◆ DATA FOR ANALYSIS ◆
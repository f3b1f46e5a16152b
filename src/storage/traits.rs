//! Gate repository trait.
//!
//! The repository owns gate reference data. The engine only queries it, and
//! every backend shares the matching rules in [`GateSelector::matches`] so
//! that swapping backends never changes which gates a query returns.

use std::sync::Arc;

use crate::core::{Gate, GradeTier, SelectorType};
use crate::error::Result;

/// Query mode for a gate lookup.
#[derive(Debug, Clone, PartialEq, Eq)]
pub enum GateSelector {
    /// Subject gates whose key equals this subject (trimmed, case-insensitive).
    Subject {
        /// Subject name.
        name: String,
    },
    /// Institution gates whose key contains this fragment (case-insensitive).
    InstitutionContains {
        /// Fragment of an institution name.
        fragment: String,
    },
    /// Every gate of a selector type.
    AllOfType {
        /// The selector type to return.
        selector_type: SelectorType,
    },
}

impl GateSelector {
    /// Exact subject lookup.
    pub fn subject(name: impl Into<String>) -> Self {
        Self::Subject { name: name.into() }
    }

    /// Institution "contains" lookup.
    pub fn institution_contains(fragment: impl Into<String>) -> Self {
        Self::InstitutionContains {
            fragment: fragment.into(),
        }
    }

    /// All gates of one type.
    pub fn all_of(selector_type: SelectorType) -> Self {
        Self::AllOfType { selector_type }
    }

    /// Whether a gate satisfies this selector. Tier is checked separately.
    pub fn matches(&self, gate: &Gate) -> bool {
        match self {
            GateSelector::Subject { name } => {
                gate.selector_type == SelectorType::Subject
                    && gate.selector_key.trim().eq_ignore_ascii_case(name.trim())
            }
            GateSelector::InstitutionContains { fragment } => {
                let fragment = fragment.trim().to_lowercase();
                !fragment.is_empty()
                    && gate.selector_type == SelectorType::Institution
                    && gate.selector_key.to_lowercase().contains(&fragment)
            }
            GateSelector::AllOfType { selector_type } => gate.selector_type == *selector_type,
        }
    }
}

impl std::fmt::Display for GateSelector {
    fn fmt(&self, f: &mut std::fmt::Formatter<'_>) -> std::fmt::Result {
        match self {
            GateSelector::Subject { name } => write!(f, "subject = '{}'", name),
            GateSelector::InstitutionContains { fragment } => {
                write!(f, "institution contains '{}'", fragment)
            }
            GateSelector::AllOfType { selector_type } => write!(f, "all {}", selector_type),
        }
    }
}

/// Source of eligibility gate records.
///
/// Implementations return gates in their stored order and must report a
/// failed read as `RepositoryUnavailable` rather than an empty list.
pub trait GateRepository: Send + Sync {
    /// Fetch the gates for a tier that satisfy the selector, in stored order.
    fn fetch_gates(&self, tier: GradeTier, selector: &GateSelector) -> Result<Vec<Gate>>;

    /// Backend name for logging.
    fn name(&self) -> &'static str;
}

impl<T: GateRepository + ?Sized> GateRepository for Arc<T> {
    fn fetch_gates(&self, tier: GradeTier, selector: &GateSelector) -> Result<Vec<Gate>> {
        (**self).fetch_gates(tier, selector)
    }

    fn name(&self) -> &'static str {
        (**self).name()
    }
}

/// Filter gates in order by tier and selector.
pub(crate) fn select_gates<'a, I>(gates: I, tier: GradeTier, selector: &GateSelector) -> Vec<Gate>
where
    I: IntoIterator<Item = &'a Gate>,
{
    gates
        .into_iter()
        .filter(|g| g.grade_tier == tier && selector.matches(g))
        .cloned()
        .collect()
}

◆ TASK OBJECTIVE ◆
Your answer should be the lines above, from the line containing "use crate::error::Result;" up to and including the line containing "is checked separately.", reproduced exactly and with nothing else.

◆ ANSWER BOX ◆
use crate::error::Result;

/// Query mode for a gate lookup.
#[derive(Debug, Clone, PartialEq, Eq)]
pub enum GateSelector {
    /// Subject gates whose key equals this subject (trimmed, case-insensitive).
    Subject {
        /// Subject name.
        name: String,
    },
    /// Institution gates whose key contains this fragment (case-insensitive).
    InstitutionContains {
        /// Fragment of an institution name.
        fragment: String,
    },
    /// Every gate of a selector type.
    AllOfType {
        /// The selector type to return.
        selector_type: SelectorType,
    },
}

impl GateSelector {
    /// Exact subject lookup.
    pub fn subject(name: impl Into<String>) -> Self {
        Self::Subject { name: name.into() }
    }

    /// Institution "contains" lookup.
    pub fn institution_contains(fragment: impl Into<String>) -> Self {
        Self::InstitutionContains {
            fragment: fragment.into(),
        }
    }

    /// All gates of one type.
    pub fn all_of(selector_type: SelectorType) -> Self {
        Self::AllOfType { selector_type }
    }

    /// Whether a gate satisfies this selector. Tier is checked separately.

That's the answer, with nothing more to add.